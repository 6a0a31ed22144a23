/// Single coordinate axis used for board width, height, and positions.
pub type Coord = u8;

/// Count type used for mine counts and total-cell counts.
pub type CellCount = u16;

/// Two-dimensional coordinates `(x, y)`, also used as the board size `(width, height)`.
pub type Coord2 = (Coord, Coord);

pub trait ToNdIndex {
    type Output;
    fn to_nd_index(self) -> Self::Output;
}

impl ToNdIndex for Coord2 {
    type Output = [usize; 2];

    fn to_nd_index(self) -> Self::Output {
        [self.0.into(), self.1.into()]
    }
}

pub const fn mult(a: Coord, b: Coord) -> CellCount {
    let a = a as CellCount;
    let b = b as CellCount;
    a.saturating_mul(b)
}

/// Iterates the in-bounds neighbors of `coords` on a board of `size`.
pub fn neighbors(coords: Coord2, size: Coord2) -> NeighborIter {
    NeighborIter::new(coords, size)
}

// dx-major, then dy
const DISPLACEMENTS: [(i8, i8); 8] = [
    (-1, -1),
    (-1, 0),
    (-1, 1),
    (0, -1),
    (0, 1),
    (1, -1),
    (1, 0),
    (1, 1),
];

/// Applies `delta` to `coords`, returning a value only when it remains in bounds.
fn apply_delta(coords: Coord2, delta: (i8, i8), bounds: Coord2) -> Option<Coord2> {
    let (x, y) = coords;
    let (dx, dy) = delta;
    let (max_x, max_y) = bounds;

    let next_x = x.checked_add_signed(dx)?;
    if next_x >= max_x {
        return None;
    }

    let next_y = y.checked_add_signed(dy)?;
    if next_y >= max_y {
        return None;
    }

    Some((next_x, next_y))
}

#[derive(Clone, Debug)]
pub struct NeighborIter {
    center: Coord2,
    bounds: Coord2,
    index: u8,
}

impl NeighborIter {
    fn new(center: Coord2, bounds: Coord2) -> Self {
        Self {
            center,
            bounds,
            index: 0,
        }
    }
}

impl Iterator for NeighborIter {
    type Item = Coord2;

    fn next(&mut self) -> Option<Self::Item> {
        loop {
            if usize::from(self.index) >= DISPLACEMENTS.len() {
                return None;
            }

            let next_item =
                apply_delta(self.center, DISPLACEMENTS[self.index as usize], self.bounds);
            self.index += 1;

            if next_item.is_some() {
                return next_item;
            }
        }
    }
}
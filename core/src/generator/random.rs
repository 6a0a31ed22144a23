use rand::SeedableRng;
use rand::rngs::SmallRng;

use super::*;

/// Uniform placement driven by a `SmallRng` seeded from an explicit value, so boards are reproducible.
#[derive(Clone, Debug, PartialEq)]
pub struct RandomMinefieldGenerator {
    seed: u64,
}

impl RandomMinefieldGenerator {
    pub fn new(seed: u64) -> Self {
        Self { seed }
    }
}

impl MinefieldGenerator for RandomMinefieldGenerator {
    fn generate(self, config: GameConfig) -> Minefield {
        let mut rng = SmallRng::seed_from_u64(self.seed);
        generate_minefield(config, &mut rng)
    }
}
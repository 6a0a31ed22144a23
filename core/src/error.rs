use thiserror::Error;

#[derive(Error, Debug, Copy, Clone, PartialEq, Eq)]
pub enum GameError {
    #[error("Invalid coordinates")]
    InvalidCoords,
    #[error("Board must be at least 1x1 and at most {max}x{max}", max = crate::Coord::MAX)]
    InvalidBoardShape,
}

pub type Result<T> = core::result::Result<T, GameError>;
::::::
Copy out only the lines of the records above from the one with "fn next(&mut self)" through the one with "use rand::SeedableRng;", exactly as they stand, both included.

    fn next(&mut self) -> Option<Self::Item> {
        loop {
            if usize::from(self.index) >= DISPLACEMENTS.len() {
                return None;
            }

            let next_item =
                apply_delta(self.center, DISPLACEMENTS[self.index as usize], self.bounds);
            self.index += 1;

            if next_item.is_some() {
                return next_item;
            }
        }
    }
}
filename core/src/generator/random.rs
repository 6a0a31ed22144a23
use rand::SeedableRng;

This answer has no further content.